Cette dernière question, qui n'est pas anodine face à l'absence de proposition alternative cohérente à la crise économique, politique, économique, sociale et environnementale que traverse le monde, m'a incité à écrire un livre sur le sujet (*), dans lequel, entre autres, je mets en contre-figure des idées de Lénine sur l'impérialisme Hannah Arendt, régulièrement citée et célébrée par pas mal d'intellectuels qui se définissent comme gauchistes. Voici le paragraphe pertinent du livre.
Arendt écrit : « L'impérialisme doit être compris comme la première étape de la domination politique de la bourgeoisie, plutôt que comme la dernière étape du capitalisme ». Ce n'est pas le lieu de discuter de l'évidence : l'impérialisme de Lénine... reste tout à fait pertinent et d'actualité. Il y a quelques années - en 2006 - nous avons écrit un article publié dans Argenpress, dans Rebelión et ailleurs sous le titre « Actualité de “L'impérialisme, stade suprême du capitalisme” de Vladimir I. Lénine ». Lénine ».
En voici quelques paragraphes : « Lénine a écrit “L'impérialisme...” à Zurich entre janvier et juillet 1916, c'est-à-dire il y a 90 ans, bien qu'il n'ait été publié pour la première fois à Petrograd qu'en avril 1917. L'ouvrage de Lénine reste un outil indispensable pour l'analyse de la société capitaliste contemporaine.
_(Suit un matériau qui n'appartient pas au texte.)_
//! Byte transport boundary.
//!
//! A node never talks to a serial port directly. It is handed a [`Transport`]
//! when started and only ever asks it for the next byte or writes a complete
//! frame. "No byte available right now" is an ordinary answer, not an error.

use std::collections::VecDeque;
use std::io::{self, Read, Write};
use std::sync::Arc;

use parking_lot::Mutex;
use thiserror::Error;

/// Errors reported by a transport.
#[derive(Error, Debug)]
pub enum TransportError {
    /// The underlying stream failed.
    #[error("transport I/O failed: {0}")]
    Io(#[from] io::Error),

    /// The transport has been closed.
    #[error("transport closed")]
    Closed,
}

/// A byte-oriented link to a radio module.
pub trait Transport: Send {
    /// Read one byte. `Ok(None)` means no byte is available yet.
    fn read_byte(&mut self) -> Result<Option<u8>, TransportError>;

    /// Write a complete encoded frame.
    fn write_bytes(&mut self, bytes: &[u8]) -> Result<(), TransportError>;
}

impl<T: Transport + ?Sized> Transport for Box<T> {
    fn read_byte(&mut self) -> Result<Option<u8>, TransportError> {
        (**self).read_byte()
    }

    fn write_bytes(&mut self, bytes: &[u8]) -> Result<(), TransportError> {
        (**self).write_bytes(bytes)
    }
}

#[derive(Debug, Default)]
struct MemoryState {
    inbound: VecDeque<u8>,
    written: Vec<u8>,
}

/// In-memory transport standing in for a serial port.
///
/// Clones share the same buffers, so a test can keep one handle to feed
/// bytes and inspect writes while the node owns another.
#[derive(Debug, Clone, Default)]
pub struct MemoryTransport {
    state: Arc<Mutex<MemoryState>>,
}

impl MemoryTransport {
    /// Create an empty transport.
    pub fn new() -> Self {
        Self::default()
    }

    /// Queue bytes for the node to read.
    pub fn feed(&self, bytes: &[u8]) {
        self.state.lock().inbound.extend(bytes.iter().copied());
    }

    /// Number of queued bytes not yet read.
    pub fn pending(&self) -> usize {
        self.state.lock().inbound.len()
    }

    /// Everything written so far.
    pub fn written(&self) -> Vec<u8> {
        self.state.lock().written.clone()
    }

    /// Everything written so far, clearing the capture.
    pub fn take_written(&self) -> Vec<u8> {
        std::mem::take(&mut self.state.lock().written)
    }
}

impl Transport for MemoryTransport {
    fn read_byte(&mut self) -> Result<Option<u8>, TransportError> {
        Ok(self.state.lock().inbound.pop_front())
    }

    fn write_bytes(&mut self, bytes: &[u8]) -> Result<(), TransportError> {
        self.state.lock().written.extend_from_slice(bytes);
        Ok(())
    }
}

/// Transport over any `Read + Write` stream, such as a serial device or a
/// TCP socket with a read timeout configured.
#[derive(Debug)]
pub struct StreamTransport<S> {
    stream: S,
}

impl<S: Read + Write + Send> StreamTransport<S> {
    /// Wrap a stream.
    pub fn new(stream: S) -> Self {
        StreamTransport { stream }
    }
}

impl<S: Read + Write + Send> Transport for StreamTransport<S> {
    fn read_byte(&mut self) -> Result<Option<u8>, TransportError> {
        let mut byte = [0u8; 1];
        match self.stream.read(&mut byte) {
            Ok(0) => Err(TransportError::Closed),
            Ok(_) => Ok(Some(byte[0])),
            Err(e) if matches!(e.kind(), io::ErrorKind::WouldBlock | io::ErrorKind::TimedOut) => {
                Ok(None)
            }
            Err(e) if e.kind() == io::ErrorKind::Interrupted => Ok(None),
            Err(e) => Err(e.into()),
        }
    }

    fn write_bytes(&mut self, bytes: &[u8]) -> Result<(), TransportError> {
        self.stream.write_all(bytes)?;
        self.stream.flush()?;
        Ok(())
    }
}

/// The transport slot of a running node.
///
/// Only the I/O loop reads from it; replies are written from the same loop
/// while a frame is being handled. Detaching drops the transport.
#[derive(Clone, Default)]
pub(crate) struct Link {
    inner: Arc<Mutex<Option<Box<dyn Transport>>>>,
}

impl Link {
    pub(crate) fn attach(&self, transport: Box<dyn Transport>) {
        *self.inner.lock() = Some(transport);
    }

    pub(crate) fn detach(&self) -> Option<Box<dyn Transport>> {
        self.inner.lock().take()
    }

    #[cfg(test)]
    pub(crate) fn is_attached(&self) -> bool {
        self.inner.lock().is_some()
    }

    pub(crate) fn read_byte(&self) -> Result<Option<u8>, TransportError> {
        match self.inner.lock().as_mut() {
            Some(transport) => transport.read_byte(),
            None => Err(TransportError::Closed),
        }
    }

    /// Write if attached. Returns whether anything was written.
    pub(crate) fn write(&self, bytes: &[u8]) -> Result<bool, TransportError> {
        match self.inner.lock().as_mut() {
            Some(transport) => {
                transport.write_bytes(bytes)?;
                Ok(true)
            }
            None => Ok(false),
        }
    }
}

#[cfg(test)]
mod tests {
    use super::*;
    use std::io::Cursor;

    #[test]
    fn test_memory_transport_shared() {
        let transport = MemoryTransport::new();
        let mut handle = transport.clone();

        transport.feed(&[0x7E, 0x00]);
        assert_eq!(transport.pending(), 2);
        assert_eq!(handle.read_byte().unwrap(), Some(0x7E));
        assert_eq!(handle.read_byte().unwrap(), Some(0x00));
        assert_eq!(handle.read_byte().unwrap(), None);

        handle.write_bytes(b"abc").unwrap();
        assert_eq!(transport.written(), b"abc");
        assert_eq!(transport.take_written(), b"abc");
        assert!(transport.written().is_empty());
    }

    #[test]
    fn test_stream_transport_eof_is_closed() {
        let mut transport = StreamTransport::new(Cursor::new(vec![0x42]));
        assert_eq!(transport.read_byte().unwrap(), Some(0x42));
        assert!(matches!(transport.read_byte(), Err(TransportError::Closed)));
    }

    #[test]
    fn test_link_write_when_detached() {
        let link = Link::default();
        assert!(!link.write(b"x").unwrap());
        assert!(matches!(link.read_byte(), Err(TransportError::Closed)));

        let transport = MemoryTransport::new();
        link.attach(Box::new(transport.clone()));
        assert!(link.is_attached());
        assert!(link.write(b"x").unwrap());
        assert_eq!(transport.written(), b"x");

        assert!(link.detach().is_some());
        assert!(!link.is_attached());
    }
}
Bien que beaucoup persistent à appeler le système socio-économique actuellement dominant « mondialisation néolibérale », comme s'il s'agissait d'une maladie passagère et curable du capitalisme, cette « mondialisation néolibérale » n'est rien d'autre que le véritable système capitaliste, c'est-à-dire le résultat de l'évolution du capitalisme jusqu'à son stade impérialiste et belliciste actuel. L'actuelle guerre d'agression menée par Israël contre la Palestine et le Liban avec le soutien politique et logistique (bombes à l'énorme pouvoir destructeur) fourni par les États-Unis n'est pas une « réaction israélienne disproportionnée » : c'est la cinquième guerre impérialiste (si l'on ne compte pas l'invasion du Panama en 1989) en seulement 15 ans : la guerre du Golfe, la guerre contre la Yougoslavie, la guerre contre l'Afghanistan et la guerre contre l'Irak. Cette agression a été soigneusement planifiée avec le mentor américain, son objectif est le contrôle de toute la région et elle a la Syrie et l'Iran dans sa ligne de mire. Dans sa phase impérialiste, le capitalisme a besoin de guerres répétées à des fins géoéconomiques et géopolitiques expansionnistes et pour résoudre ses crises périodiques, qui tendent à devenir permanentes, au moyen de la production d'armes et de la reconstruction d'après-guerre. C'est la « destruction créatrice » dont parlait Schumpeter.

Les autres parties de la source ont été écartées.